Mexique: décès du Père Pantoja, ange gardien des migrants venus du Sud

Depuis des années dans le collimateur des narcotrafiquants qui règnent en maîtres au Mexique, le Père Pedro Pantoja Arreola, défenseur passionné des pauvres et des migrants d’Amérique centrale, n’est pas tombé sous les balles des ›sicarios› (tueurs à gages) du Cartel de Los Zetas. Il est décédé du coronavirus.

Agé de âgé de 76 ans, le fondateur de la Casa del Migrante de Saltillo, dans l’Etat mexicain de Coahuila, est décédé des suites de complications dues au Covid-19. Responsable de la Maison du Migrant de Saltillo, dans une région frontalière avec le Texas, le Père Pedro Pantoja a reçu des prix et des reconnaissances, tant au Mexique qu’au plan international, pour son action en faveur des plus faibles. Il s’agissait d’un prêtre aimé et très respecté par la communauté.

Père Pedro Pantoja, fondateur de la Casa del Migrante de Saltillo | © Jacques Berset

« Je ne dors jamais plus d’une nuit à la même place »

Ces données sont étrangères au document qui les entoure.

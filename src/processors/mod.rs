pub mod forecast_aggregator;
pub mod forecast_pipeline;
pub mod parallel_aggregator;
pub mod record_filter;

pub use forecast_aggregator::{AggregationStats, ForecastAggregator};
pub use forecast_pipeline::ForecastPipeline;
pub use parallel_aggregator::ParallelAggregator;
pub use record_filter::RecordFilter;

« Je ne dors jamais plus d’une nuit à la même place. Les tueurs des Zetas, l’organisation la plus violente du Mexique, cherchent à m’éliminer…», confiait le Père Pedro Pantoja à cath.ch, qui visitait les Casas del Migrante depuis le Chiapas, à la frontière guatémaltèque, au sud du Mexique, jusqu’au « Mur de Trump », à Tijuana, qui boucle la frontière avec les Etats-Unis. 

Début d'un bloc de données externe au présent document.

use indicatif::{ProgressBar, ProgressStyle};
use std::time::Duration;

/// Spinner on stderr; silent reporters do nothing
pub struct ProgressReporter {
    progress_bar: Option<ProgressBar>,
}

impl ProgressReporter {
    pub fn new_spinner(message: &str, silent: bool) -> Self {
        if silent {
            return Self { progress_bar: None };
        }

        let pb = ProgressBar::new_spinner();
        if let Ok(style) = ProgressStyle::default_spinner().template("{spinner:.green} {msg} {pos}") {
            pb.set_style(style);
        }
        pb.set_message(message.to_string());
        pb.enable_steady_tick(Duration::from_millis(100));

        Self {
            progress_bar: Some(pb),
        }
    }

    pub fn update(&self, current: u64) {
        if let Some(ref pb) = self.progress_bar {
            pb.set_position(current);
        }
    }

    pub fn set_message(&self, message: &str) {
        if let Some(ref pb) = self.progress_bar {
            pb.set_message(message.to_string());
        }
    }

    pub fn finish_with_message(&self, message: &str) {
        if let Some(ref pb) = self.progress_bar {
            pb.finish_with_message(message.to_string());
        }
    }
}

impl Drop for ProgressReporter {
    fn drop(&mut self) {
        if let Some(ref pb) = self.progress_bar {
            pb.finish();
        }
    }
}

«Pour les migrants, le Mexique est un territoire de mort, une immense fosse commune», lançait d’emblée le responsable de la Casa del Migrante, en recevant à Saltillo,  il y a tout juste deux ans, une délégation de l’ONG internationale Aide à l’Eglise en Détresse (ACN) qui visitait les œuvres d’entraide de l’Eglise mexicaine.

Les tueurs des Zetas

Dans l’enceinte de ce lieu d’accueil aux hauts murs bardés de barbelés et de caméras de surveillance, des croix peintes en noir sur le sol attirent l’attention. Elles rappellent le sort de 72 migrants centro- et sud-américains assassinés dans une grange de San Fernando, dans l’Etat frontalier de Tamaulipas, en août 2010, par les tueurs des Zetas.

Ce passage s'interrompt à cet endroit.